Exercise details: Look below. Copy each line that has "value" in it.
____
//! Database schema and migrations
//!
//! Uses SQLite with embedded migrations managed via PRAGMA user_version.
//!
//! Every table here is canonical user data. Streaks, strength scores, and
//! period rollups are never stored; the analytics layer recomputes them from
//! these records on demand.

use rusqlite::Connection;

/// Current schema version
pub const SCHEMA_VERSION: i32 = 1;

/// SQL migrations, indexed by version number
const MIGRATIONS: &[&str] = &[
    // Version 1: Initial schema
    r#"
    -- ============================================
    -- Habit definitions
    -- ============================================

    CREATE TABLE IF NOT EXISTS habits (
        id                TEXT PRIMARY KEY,
        name              TEXT NOT NULL,
        category          TEXT NOT NULL,      -- 'morning', 'health', ..., 'custom'
        custom_category   TEXT,               -- custom_categories.name when category = 'custom'
        schedule_type     TEXT NOT NULL,      -- 'daily', 'weekly', 'monthly'
        target_days       JSON,               -- weekly: array of weekday indices, 0 = Sunday
        target_count      INTEGER,            -- monthly: completions per month
        stacking_cue      TEXT,
        stacking_action   TEXT,
        two_minute_action TEXT,
        context_cue       TEXT,
        created_at        DATETIME NOT NULL
    );

    CREATE TABLE IF NOT EXISTS custom_categories (
        id               TEXT PRIMARY KEY,
        name             TEXT NOT NULL UNIQUE,
        color            TEXT NOT NULL,
        icon             TEXT
    );

    -- ============================================
    -- What the user did
    -- ============================================

    -- One row per (habit, day); a row means the day was logged.
    -- The `completed` flag exists for writers that record explicit misses,
    -- the toggle path deletes rows instead of flipping the flag to false.
    CREATE TABLE IF NOT EXISTS completion_logs (
        habit_id         TEXT NOT NULL REFERENCES habits(id) ON DELETE CASCADE,
        date             TEXT NOT NULL,       -- YYYY-MM-DD
        completed        INTEGER NOT NULL DEFAULT 1,

        PRIMARY KEY (habit_id, date)
    );

    CREATE INDEX IF NOT EXISTS idx_completion_logs_date ON completion_logs(date);

    CREATE TABLE IF NOT EXISTS automaticity_ratings (
        id               TEXT PRIMARY KEY,
        habit_id         TEXT NOT NULL REFERENCES habits(id) ON DELETE CASCADE,
        week_start       TEXT NOT NULL,       -- Monday of the rated week, YYYY-MM-DD
        rating           INTEGER NOT NULL,    -- 1 (deliberate) .. 5 (automatic)
        notes            TEXT,
        created_at       DATETIME NOT NULL,

        UNIQUE(habit_id, week_start)
    );

    CREATE TABLE IF NOT EXISTS journal_entries (
        id               TEXT PRIMARY KEY,
        date             TEXT NOT NULL UNIQUE, -- YYYY-MM-DD
        content          TEXT NOT NULL,
        wins             JSON NOT NULL,        -- array of strings
        misses           JSON NOT NULL,        -- array of strings
        created_at       DATETIME NOT NULL
    );

    -- ============================================
    -- Bookkeeping
    -- ============================================

    -- Milestones already celebrated, so each fires once per (habit, threshold)
    CREATE TABLE IF NOT EXISTS seen_milestones (
        habit_id         TEXT NOT NULL REFERENCES habits(id) ON DELETE CASCADE,
        streak           INTEGER NOT NULL,
        seen_at          DATETIME NOT NULL,

        PRIMARY KEY (habit_id, streak)
    );

    -- Small key/value store, e.g. when the report prompt was last shown
    CREATE TABLE IF NOT EXISTS meta (
        key              TEXT PRIMARY KEY,
        value            TEXT NOT NULL
    );
    "#,
];

/// Run all pending migrations
pub fn run_migrations(conn: &Connection) -> crate::error::Result<()> {
    let current_version: i32 = conn
        .query_row("PRAGMA user_version", [], |r| r.get(0))
        .unwrap_or(0);

    tracing::info!(
        current_version,
        target_version = SCHEMA_VERSION,
        "Checking database migrations"
    );

    for (i, migration) in MIGRATIONS.iter().enumerate() {
        let version = (i + 1) as i32;
        if version > current_version {
            tracing::info!(version, "Running migration");
            conn.execute_batch(migration)?;
            conn.execute(&format!("PRAGMA user_version = {}", version), [])?;
        }
    }

    if current_version < SCHEMA_VERSION {
        tracing::info!(
            from = current_version,
            to = SCHEMA_VERSION,
            "Migrations complete"
        );
    }

    Ok(())
}

/// Get the current schema version from the database
pub fn get_schema_version(conn: &Connection) -> crate::error::Result<i32> {
    let version: i32 = conn.query_row("PRAGMA user_version", [], |r| r.get(0))?;
    Ok(version)
}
____
Solution to this task:
    -- Small key/value store, e.g. when the report prompt was last shown
        value            TEXT NOT NULL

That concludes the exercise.